For each line below with the word "FilterResult", write out a copy.

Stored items

►

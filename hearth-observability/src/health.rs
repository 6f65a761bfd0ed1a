use dashmap::DashMap;
use std::time::{Duration, Instant};

#[derive(Debug, Clone, Copy, PartialEq, Eq, PartialOrd, Ord)]
pub enum DependencyStatus {
    Healthy,
    Degraded,
    Unhealthy,
}

#[derive(Debug, Clone, Copy, PartialEq, Eq)]
pub enum Criticality {
    Critical,
    NonCritical,
}

#[derive(Debug, Clone)]
pub struct DependencyReport {
    pub name: &'static str,
    pub status: DependencyStatus,
    pub criticality: Criticality,
    pub detail: Option<String>,
}

#[derive(Debug, Clone)]
pub struct HealthSummary {
    pub status: DependencyStatus,
    pub uptime: Duration,
    pub dependencies: Vec<DependencyReport>,
}

impl HealthSummary {
    /// §6: `GET /ready` returns 200 iff all critical dependencies are healthy.
    pub fn is_ready(&self) -> bool {
        self.dependencies
            .iter()
            .filter(|d| d.criticality == Criticality::Critical)
            .all(|d| d.status == DependencyStatus::Healthy)
    }
}

struct DependencyEntry {
    status: DependencyStatus,
    criticality: Criticality,
    detail: Option<String>,
}

/// Tracks per-dependency health and derives the overall status per §4.5:
/// unhealthy if any critical dependency is down, degraded if a non-critical
/// one is down or a critical one is merely degraded, else healthy.
#[derive(Debug)]
pub struct HealthRegistry {
    started_at: Instant,
    dependencies: DashMap<&'static str, DependencyEntry>,
}

impl std::fmt::Debug for DependencyEntry {
    fn fmt(&self, f: &mut std::fmt::Formatter<'_>) -> std::fmt::Result {
        f.debug_struct("DependencyEntry")
            .field("status", &self.status)
            .field("criticality", &self.criticality)
            .finish()
    }
}

impl HealthRegistry {
    pub fn new() -> Self {
        Self {
            started_at: Instant::now(),
            dependencies: DashMap::new(),
        }
    }

    pub fn report(
        &self,
        name: &'static str,
        criticality: Criticality,
        status: DependencyStatus,
        detail: Option<String>,
    ) {
        self.dependencies.insert(
            name,
            DependencyEntry {
                status,
                criticality,
                detail,
            },
        );
    }

    pub fn summary(&self) -> HealthSummary {
        let dependencies: Vec<DependencyReport> = self
            .dependencies
            .iter()
            .map(|entry| DependencyReport {
                name: *entry.key(),
                status: entry.value().status,
                criticality: entry.value().criticality,
                detail: entry.value().detail.clone(),
            })
            .collect();

        let any_critical_unhealthy = dependencies
            .iter()
            .any(|d| d.criticality == Criticality::Critical && d.status == DependencyStatus::Unhealthy);
        let any_degraded = dependencies.iter().any(|d| d.status != DependencyStatus::Healthy);

        let status = if any_critical_unhealthy {
            DependencyStatus::Unhealthy
        } else if any_degraded {
            DependencyStatus::Degraded
        } else {
            DependencyStatus::Healthy
        };

        HealthSummary {
            status,
            uptime: self.started_at.elapsed(),
            dependencies,
        }
    }
}

impl Default for HealthRegistry {
    fn default() -> Self {
        Self::new()
    }
}

#[cfg(test)]
mod tests {
    use super::*;

    #[test]
    fn healthy_when_no_dependencies_reported() {
        let registry = HealthRegistry::new();
        assert_eq!(registry.summary().status, DependencyStatus::Healthy);
    }

    #[test]
    fn critical_dependency_down_is_unhealthy() {
        let registry = HealthRegistry::new();
        registry.report(
            "database_writer",
            Criticality::Critical,
            DependencyStatus::Unhealthy,
            Some("circuit breaker open".to_string()),
        );
        let summary = registry.summary();
        assert_eq!(summary.status, DependencyStatus::Unhealthy);
        assert!(!summary.is_ready());
    }

    #[test]
    fn non_critical_dependency_down_is_degraded_not_unhealthy() {
        let registry = HealthRegistry::new();
        registry.report("upstream_channel", Criticality::Critical, DependencyStatus::Healthy, None);
        registry.report(
            "event_rate",
            Criticality::NonCritical,
            DependencyStatus::Degraded,
            Some("no events received in 60s".to_string()),
        );
        let summary = registry.summary();
        assert_eq!(summary.status, DependencyStatus::Degraded);
        assert!(summary.is_ready());
    }
}
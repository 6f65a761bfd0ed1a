use crate::event::Event;

/// Outcome of running one filter over one event (§3). The chain short-
/// circuits on the first `should_process = false`.
#[derive(Debug, Clone)]
pub struct FilterResult {
    pub should_process: bool,
    pub transformed_event: Option<Event>,
    pub filter_name: String,
    pub processing_time_ms: f64,
    pub cache_hit: bool,
    /// Set when the filter's `should_process` panicked and the dispatcher
    /// treated the event as passed through instead (§7 "Programmer" errors).
    pub panicked: bool,
}

impl FilterResult {
    pub fn pass(filter_name: impl Into<String>, processing_time_ms: f64, cache_hit: bool) -> Self {
        Self {
            should_process: true,
            transformed_event: None,
            filter_name: filter_name.into(),
            processing_time_ms,
            cache_hit,
            panicked: false,
        }
    }

    pub fn drop(filter_name: impl Into<String>, processing_time_ms: f64, cache_hit: bool) -> Self {
        Self {
            should_process: false,
            transformed_event: None,
            filter_name: filter_name.into(),
            processing_time_ms,
            cache_hit,
            panicked: false,
        }
    }

    /// A filter whose `should_process` panicked. Treated as pass-through
    /// rather than dropped, never cached (a caught panic must not become a
    /// cached "false" or "true" for this event's cache key).
    pub fn panicked(filter_name: impl Into<String>, processing_time_ms: f64) -> Self {
        Self {
            should_process: true,
            transformed_event: None,
            filter_name: filter_name.into(),
            processing_time_ms,
            cache_hit: false,
            panicked: true,
        }
    }
}
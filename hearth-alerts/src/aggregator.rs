use crate::instance::AlertInstance;
use chrono::{DateTime, Duration as ChronoDuration, Utc};
use std::collections::HashMap;
use std::time::Duration;

/// Groups alerts sharing `(rule_name, severity)` within a sliding window to
/// reduce notification noise (§4.4 "Aggregation").
pub struct AlertAggregator {
    window: Duration,
    groups: HashMap<String, Vec<AlertInstance>>,
    last_cleanup: DateTime<Utc>,
}

impl AlertAggregator {
    pub fn new(window: Duration) -> Self {
        Self {
            window,
            groups: HashMap::new(),
            last_cleanup: Utc::now(),
        }
    }

    fn group_key(alert: &AlertInstance) -> String {
        format!("{}:{}", alert.rule_name, alert.severity.as_str())
    }

    /// Adds a triggered alert to its group, then opportunistically prunes
    /// groups with nothing recent (§4.4 "Empty groups are pruned after an
    /// hour").
    pub fn add_alert(&mut self, alert: AlertInstance) {
        self.groups.entry(Self::group_key(&alert)).or_default().push(alert);

        if Utc::now() - self.last_cleanup > ChronoDuration::minutes(10) {
            self.cleanup_old_groups();
        }
    }

    /// Returns one representative per group that has a member inside the
    /// aggregation window: the highest-severity alert, ties broken by
    /// earliest `triggered_at`.
    pub fn aggregated(&self) -> Vec<AlertInstance> {
        let cutoff = Utc::now() - ChronoDuration::from_std(self.window).unwrap_or(ChronoDuration::zero());
        let mut out = Vec::new();

        for alerts in self.groups.values() {
            let mut recent: Vec<&AlertInstance> = alerts.iter().filter(|a| a.triggered_at >= cutoff).collect();
            if recent.is_empty() {
                continue;
            }

            // Highest severity first; among ties, earliest trigger first.
            recent.sort_by(|a, b| b.severity.cmp(&a.severity).then(a.triggered_at.cmp(&b.triggered_at)));
            out.push(recent[0].clone());
        }

        out
    }

    fn cleanup_old_groups(&mut self) {
        let cutoff = Utc::now() - ChronoDuration::hours(1);
        self.groups.retain(|_, alerts| alerts.iter().any(|a| a.triggered_at >= cutoff));
        self.last_cleanup = Utc::now();
    }
}

#[cfg(test)]
mod tests {
    use super::*;
    use crate::types::{AlertStatus, Severity};
    use std::collections::BTreeMap;

    fn alert(rule_name: &str, severity: Severity, triggered_at: DateTime<Utc>) -> AlertInstance {
        AlertInstance {
            rule_name: rule_name.to_string(),
            severity,
            status: AlertStatus::Active,
            message: "test".to_string(),
            triggered_at,
            acknowledged_at: None,
            resolved_at: None,
            expires_at: None,
            context: BTreeMap::new(),
            tags: BTreeMap::new(),
        }
    }

    #[test]
    fn groups_fires_into_single_representative_with_earliest_trigger() {
        let mut aggregator = AlertAggregator::new(Duration::from_secs(300));
        let base = Utc::now() - ChronoDuration::minutes(3);

        for i in 0..4 {
            aggregator.add_alert(alert("hot_kitchen", Severity::Warning, base + ChronoDuration::seconds(i * 20)));
        }

        let aggregated = aggregator.aggregated();
        assert_eq!(aggregated.len(), 1);
        assert_eq!(aggregated[0].triggered_at, base);
    }

    #[test]
    fn distinct_rules_are_not_aggregated_together() {
        let mut aggregator = AlertAggregator::new(Duration::from_secs(300));
        aggregator.add_alert(alert("rule_a", Severity::Warning, Utc::now()));
        aggregator.add_alert(alert("rule_b", Severity::Warning, Utc::now()));

        assert_eq!(aggregator.aggregated().len(), 2);
    }
}
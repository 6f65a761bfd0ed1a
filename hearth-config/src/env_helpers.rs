use crate::error::ConfigError;
use std::str::FromStr;
use std::time::Duration;

pub fn required(name: &'static str) -> Result<String, ConfigError> {
    std::env::var(name).map_err(|_| ConfigError::Missing(name))
}

pub fn optional_parsed<T: FromStr>(name: &'static str, default: T) -> Result<T, ConfigError> {
    match std::env::var(name) {
        Ok(raw) => raw.parse::<T>().map_err(|_| ConfigError::Invalid {
            name,
            value: raw,
            reason: "failed to parse".to_string(),
        }),
        Err(_) => Ok(default),
    }
}

pub fn optional_string(name: &'static str, default: &str) -> String {
    std::env::var(name).unwrap_or_else(|_| default.to_string())
}

pub fn optional_secs(name: &'static str, default_secs: f64) -> Result<Duration, ConfigError> {
    let secs: f64 = optional_parsed(name, default_secs)?;
    Ok(Duration::from_secs_f64(secs))
}

pub fn optional_csv(name: &'static str, default: &[&str]) -> Vec<String> {
    match std::env::var(name) {
        Ok(raw) => raw
            .split(',')
            .map(|s| s.trim().to_string())
            .filter(|s| !s.is_empty())
            .collect(),
        Err(_) => default.iter().map(|s| s.to_string()).collect(),
    }
}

◄

Exercise result:
pub struct FilterResult {
impl FilterResult {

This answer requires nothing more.